BEGIN SOURCE MATERIAL

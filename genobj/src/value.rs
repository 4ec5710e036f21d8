use std::{fmt, sync::Arc};

use crate::{False, Object};

/// A value stored under a key of a generic object.
///
/// [`Value::False`] is the False Sentinel: the falsy value handed back
/// for every rejected or missing access. It can be sent further messages
/// (see [`Receiver`](crate::Receiver)) and always answers with itself.
#[derive(Debug, Clone, Default, PartialEq)]
pub enum Value {
    #[default]
    False,
    Bool(bool),
    Int(i64),
    Float(f64),
    Str(Arc<str>),
    List(Vec<Value>),
    Object(Object),
}

impl Value {
    /// Boolean conversion.
    pub fn is_true(&self) -> bool {
        match self {
            Value::False => false,
            Value::Bool(value) => *value,
            Value::Int(value) => *value != 0,
            Value::Float(value) => *value != 0.0,
            Value::Str(value) => !value.is_empty(),
            Value::List(values) => !values.is_empty(),
            Value::Object(_) => true,
        }
    }

    #[inline]
    pub fn is_sentinel(&self) -> bool {
        matches!(self, Value::False)
    }

    pub fn as_object(&self) -> Option<&Object> {
        match self {
            Value::Object(object) => Some(object),
            _ => None,
        }
    }

    pub fn as_str(&self) -> Option<&str> {
        match self {
            Value::Str(value) => Some(value),
            _ => None,
        }
    }

    pub fn as_int(&self) -> Option<i64> {
        match self {
            Value::Int(value) => Some(*value),
            _ => None,
        }
    }

    /// Interpret a scalar as a key name. The sentinel, lists and objects
    /// never name a key.
    pub fn as_key(&self) -> Option<Arc<str>> {
        match self {
            Value::Str(value) => Some(value.clone()),
            Value::Int(_) | Value::Float(_) | Value::Bool(_) => {
                Some(Arc::from(self.to_string()))
            }
            Value::False | Value::List(_) | Value::Object(_) => None,
        }
    }
}

impl From<&Value> for bool {
    fn from(value: &Value) -> Self {
        value.is_true()
    }
}

impl From<Value> for bool {
    fn from(value: Value) -> Self {
        value.is_true()
    }
}

impl From<False> for Value {
    fn from(_: False) -> Self {
        Value::False
    }
}

impl From<bool> for Value {
    fn from(value: bool) -> Self {
        Value::Bool(value)
    }
}

impl From<i64> for Value {
    fn from(value: i64) -> Self {
        Value::Int(value)
    }
}

impl From<i32> for Value {
    fn from(value: i32) -> Self {
        Value::Int(value.into())
    }
}

impl From<f64> for Value {
    fn from(value: f64) -> Self {
        Value::Float(value)
    }
}

impl From<&str> for Value {
    fn from(value: &str) -> Self {
        Value::Str(Arc::from(value))
    }
}

impl From<String> for Value {
    fn from(value: String) -> Self {
        Value::Str(Arc::from(value))
    }
}

impl From<Arc<str>> for Value {
    fn from(value: Arc<str>) -> Self {
        Value::Str(value)
    }
}

impl From<Vec<Value>> for Value {
    fn from(values: Vec<Value>) -> Self {
        Value::List(values)
    }
}

impl From<Object> for Value {
    fn from(object: Object) -> Self {
        Value::Object(object)
    }
}

impl From<&Object> for Value {
    fn from(object: &Object) -> Self {
        Value::Object(object.clone())
    }
}

/// Objects may (directly or through nesting) contain themselves. Each
/// frame of the formatting recursion pushes a link so a revisit prints a
/// marker instead of recursing forever.
struct VisitedLink<'a> {
    object: &'a Object,
    prev: Option<&'a VisitedLink<'a>>,
}

impl VisitedLink<'_> {
    fn contains(mut link: Option<&Self>, target: &Object) -> bool {
        while let Some(node) = link {
            if node.object.ptr_eq(target) {
                return true;
            }
            link = node.prev;
        }
        false
    }
}

fn fmt_value(
    value: &Value,
    f: &mut fmt::Formatter<'_>,
    visited: Option<&VisitedLink<'_>>,
) -> fmt::Result {
    match value {
        Value::False => Ok(()),
        Value::Bool(value) => write!(f, "{value}"),
        Value::Int(value) => write!(f, "{value}"),
        Value::Float(value) => write!(f, "{value}"),
        Value::Str(value) => f.write_str(value),
        Value::List(values) => {
            f.write_str("[")?;
            for (i, value) in values.iter().enumerate() {
                if i > 0 {
                    f.write_str(", ")?;
                }
                fmt_value(value, f, visited)?;
            }
            f.write_str("]")
        }
        Value::Object(object) => fmt_object(object, f, visited),
    }
}

fn fmt_object(
    object: &Object,
    f: &mut fmt::Formatter<'_>,
    visited: Option<&VisitedLink<'_>>,
) -> fmt::Result {
    if VisitedLink::contains(visited, object) {
        return write!(f, "{}{{...}}", object.class().name());
    }
    let link = VisitedLink {
        object,
        prev: visited,
    };

    let mut keys = object.keys();
    keys.sort_unstable();

    write!(f, "{}{{", object.class().name())?;
    for (i, key) in keys.iter().enumerate() {
        if i > 0 {
            f.write_str(", ")?;
        }
        write!(f, "{key}=")?;
        fmt_value(&object.get(key), f, Some(&link))?;
    }
    f.write_str("}")
}

impl fmt::Display for Value {
    fn fmt(&self, f: &mut fmt::Formatter<'_>) -> fmt::Result {
        fmt_value(self, f, None)
    }
}

impl fmt::Display for Object {
    fn fmt(&self, f: &mut fmt::Formatter<'_>) -> fmt::Result {
        fmt_object(self, f, None)
    }
}

#[cfg(test)]
mod tests {
    use super::*;
    use crate::{Registry, RegistryCreateInfo};

    #[test]
    fn truthiness() {
        assert!(!Value::False.is_true());
        assert!(!Value::from(false).is_true());
        assert!(!Value::from(0).is_true());
        assert!(!Value::from(0.0).is_true());
        assert!(!Value::from("").is_true());
        assert!(!Value::List(Vec::new()).is_true());

        assert!(Value::from(true).is_true());
        assert!(Value::from(-1).is_true());
        assert!(Value::from("0").is_true());
        assert!(bool::from(&Value::from("red")));
    }

    #[test]
    fn sentinel_displays_empty() {
        assert_eq!(Value::False.to_string(), "");
        assert_eq!(Value::from(False).to_string(), "");
    }

    #[test]
    fn keys_from_scalars() {
        assert_eq!(Value::from("color").as_key().as_deref(), Some("color"));
        assert_eq!(Value::from(7).as_key().as_deref(), Some("7"));
        assert_eq!(Value::from(true).as_key().as_deref(), Some("true"));
        assert!(Value::False.as_key().is_none());
        assert!(Value::List(vec![Value::from(1)]).as_key().is_none());
    }

    #[test]
    fn object_display_is_sorted() {
        let registry = Registry::new(RegistryCreateInfo::default());
        let point = registry.define_class("Point");
        let object = point.create([("y", 2), ("x", 1)]);
        assert_eq!(Value::from(&object).to_string(), "Point{x=1, y=2}");
    }

    #[test]
    fn self_reference_display_terminates() {
        let registry = Registry::new(RegistryCreateInfo::default());
        let node = registry.define_class("Node");
        let object = node.create([("name", "a")]);
        object.set("next", &object);
        assert_eq!(
            Value::from(&object).to_string(),
            "Node{name=a, next=Node{...}}"
        );
    }
}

END SOURCE MATERIAL

WHAT IS REQUIRED —
If a line in the data above holds the string "contains", copy it.

EXERCISE OUTPUT —
    fn contains(mut link: Option<&Self>, target: &Object) -> bool {
    if VisitedLink::contains(visited, object) {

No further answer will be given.